WebCenter helped Oracle win recognition as a Leader in the 2013 Gartner MQ for Web Content Management, and since the FatWire acquisition especially, Oracle has invested heavily in WCM. Gartner praised WebCenter Sites for its ability to integrate with ecommerce, portals and other content systems, and its functions as the base of many highly complex, search driven experience and multi channel marketing systems.
As noted earlier, Oracle's huge product offering can be confusing, and Gartner also noted this. Some customers had been going down the online channel optimization route with WebCenter Content, for example, and Oracle has more recently been encouraging those customers to move to WebCenter Sites instead. That means those customers have to migrate, or perhaps see less WCM support over time as Content shifts to ECM and publishing to custom Web applications, Gartner noted.

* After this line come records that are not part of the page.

//! # Error Handling Middleware
//!
//! Maps [`ScheduleError`] onto HTTP status codes and a JSON body of the form
//! `{ "error": <message>, "code": <CODE> }`. Time conflicts also list the
//! colliding entries under `conflicts`.

use axum::{
    extract::{rejection::JsonRejection, FromRequest},
    http::StatusCode,
    response::{IntoResponse, Response},
    Json,
};
use serde::{Deserialize, Serialize};
use shiftdesk_core::conflict::CollidingEntry;
use shiftdesk_core::errors::{ErrorKind, ScheduleError, ValidationError};

/// JSON body of every error response.
#[derive(Debug, Clone, PartialEq, Eq, Serialize, Deserialize)]
pub struct ErrorBody {
    pub error: String,
    pub code: String,
    #[serde(default, skip_serializing_if = "Option::is_none")]
    pub conflicts: Option<Vec<CollidingEntry>>,
}

impl ErrorBody {
    pub fn new(error: impl Into<String>, code: &str) -> Self {
        Self {
            error: error.into(),
            code: code.to_string(),
            conflicts: None,
        }
    }
}

/// Application error wrapper that provides HTTP status code mapping
///
/// Handlers return `Result<_, AppError>` and use `?` on engine results.
#[derive(Debug)]
pub struct AppError(pub ScheduleError);

impl AppError {
    pub fn status(&self) -> StatusCode {
        match self.0.kind() {
            ErrorKind::Validation | ErrorKind::Locked => StatusCode::BAD_REQUEST,
            ErrorKind::NotFound => StatusCode::NOT_FOUND,
            ErrorKind::Conflict => StatusCode::CONFLICT,
            ErrorKind::Persistence => StatusCode::INTERNAL_SERVER_ERROR,
        }
    }

    fn code(&self) -> &'static str {
        match self.0.kind() {
            ErrorKind::Validation => "VALIDATION_ERROR",
            ErrorKind::Locked => "BATCH_LOCKED",
            ErrorKind::NotFound => "NOT_FOUND",
            ErrorKind::Conflict => "TIME_CONFLICT",
            ErrorKind::Persistence => "INTERNAL_ERROR",
        }
    }
}

impl IntoResponse for AppError {
    fn into_response(self) -> Response {
        let status = self.status();

        // Store failures are logged in full and reported without detail.
        let message = if status == StatusCode::INTERNAL_SERVER_ERROR {
            tracing::error!("Request failed: {:?}", self.0);
            "Internal server error".to_string()
        } else {
            self.0.to_string()
        };

        let mut body = ErrorBody::new(message, self.code());
        if let ScheduleError::TimeConflict(conflict) = self.0 {
            body.conflicts = Some(conflict.colliding);
        }

        (status, Json(body)).into_response()
    }
}

impl From<ScheduleError> for AppError {
    fn from(err: ScheduleError) -> Self {
        AppError(err)
    }
}

impl From<eyre::Report> for AppError {
    fn from(err: eyre::Report) -> Self {
        AppError(ScheduleError::Persistence(err))
    }
}

/// Undecodable bodies are validation failures like any other bad input.
impl From<JsonRejection> for AppError {
    fn from(rejection: JsonRejection) -> Self {
        AppError(ValidationError::MalformedBody(rejection.body_text()).into())
    }
}

/// `Json` extractor whose rejection goes through [`AppError`].
#[derive(Debug, FromRequest)]
#[from_request(via(Json), rejection(AppError))]
pub struct ApiJson<T>(pub T);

Oracle also has not been coming up on many customers' short lists, Gartner found, and that means the company's visibility in the WCM market is low. Oracle may not be doing much marketing on that front, and instead simply focusing on its already huge client base. This represents a marked decline in market presence over the last year, analysts found, and it just goes to show how quickly things can change even for such a huge company as Oracle.
One big change during the last year has been Oracle's billion dollar buy of marketing automation vendor Eloqua, so it's possible that one of the main focuses could have been on integrating that system instead of marketing WebCenter more broadly.